We consider a recently introduced geometrically nonlinear elastic Cosserat shell model incorporating effects up to order \(O(h^{5})\) in the shell thickness \(h\). We develop the corresponding geometrically nonlinear constrained Cosserat shell model, we show the existence of minimizers for the \(O(h^{5})\) and \(O(h^{3})\) case and we draw some connections to existing models and classical shell strain measures. Notably, the role of the appearing new bending tensor is highlighted and investigated with respect to an invariance condition of Acharya (Int. J. Solids Struct. 37(39):5517–5528, 2000) which will be further strengthened.

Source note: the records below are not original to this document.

/*
 * This file is part of ddcprobe.
 *
 * Copyright (C) 2025 ddcprobe contributors
 *
 * ddcprobe is free software: you can redistribute it and/or modify
 * it under the terms of the GNU General Public License as published by
 * the Free Software Foundation, either version 2 of the License, or
 * (at your option) any later version.
 *
 * ddcprobe is distributed in the hope that it will be useful,
 * but WITHOUT ANY WARRANTY; without even the implied warranty of
 * MERCHANTABILITY or FITNESS FOR A PARTICULAR PURPOSE. See the
 * GNU General Public License for more details.
 *
 * You should have received a copy of the GNU General Public License
 * along with ddcprobe. If not, see <https://www.gnu.org/licenses/>.
 */

//! Command-line flags

use serde::Serialize;
use thiserror::Error;

pub const USAGE: &str = "usage: ddcprobe [--logging] [--rescan] [--bus N]...";

#[derive(Debug, Error, PartialEq, Eq)]
pub enum CliError {
    #[error("--bus needs a bus number")]
    MissingBusNumber,

    #[error("invalid bus number: {0}")]
    InvalidBusNumber(String),

    #[error("unknown argument: {0}")]
    UnknownArgument(String),
}

#[derive(Debug, Clone, Default, PartialEq, Eq, Serialize)]
pub struct Options {
    /// Append detection events to the JSON event log
    pub logging: bool,
    /// Run a second pass after discarding the first
    pub rescan: bool,
    /// Restrict the scan to these buses; empty means every bus
    pub buses: Vec<u32>,
    pub help: bool,
}

/// Parse arguments, excluding the program name
pub fn parse_args<I, S>(args: I) -> Result<Options, CliError>
where
    I: IntoIterator<Item = S>,
    S: AsRef<str>,
{
    let mut opts = Options::default();
    let mut args = args.into_iter();
    while let Some(arg) = args.next() {
        match arg.as_ref() {
            "--logging" => opts.logging = true,
            "--rescan" => opts.rescan = true,
            "-h" | "--help" => opts.help = true,
            "--bus" | "-b" => {
                let value = args.next().ok_or(CliError::MissingBusNumber)?;
                opts.buses.push(parse_busno(value.as_ref())?);
            }
            other => match other.strip_prefix("--bus=") {
                Some(value) => opts.buses.push(parse_busno(value)?),
                None => return Err(CliError::UnknownArgument(other.to_string())),
            },
        }
    }
    Ok(opts)
}

/// Accepts `7` or `i2c-7`
fn parse_busno(value: &str) -> Result<u32, CliError> {
    value
        .strip_prefix("i2c-")
        .unwrap_or(value)
        .parse()
        .map_err(|_| CliError::InvalidBusNumber(value.to_string()))
}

我们考虑最近引入的几何非线性弹性 Cosserat 壳模型，在壳厚度\(h\) 中结合了高达\(O(h^{5}) \) 的影响。我们开发了相应的几何非线性约束 Cosserat 壳模型，我们展示了\(O(h^{5})\)和\(O(h^{3})\)情况下极小值的存在，并绘制了一些连接现有模型和经典壳应变测量。值得注意的是，针对 Acharya 的不变性条件（Int. J. Solids Struct. 37(39):5517–5528, 2000）强调和研究了出现的新弯曲张量的作用，这将得到进一步加强。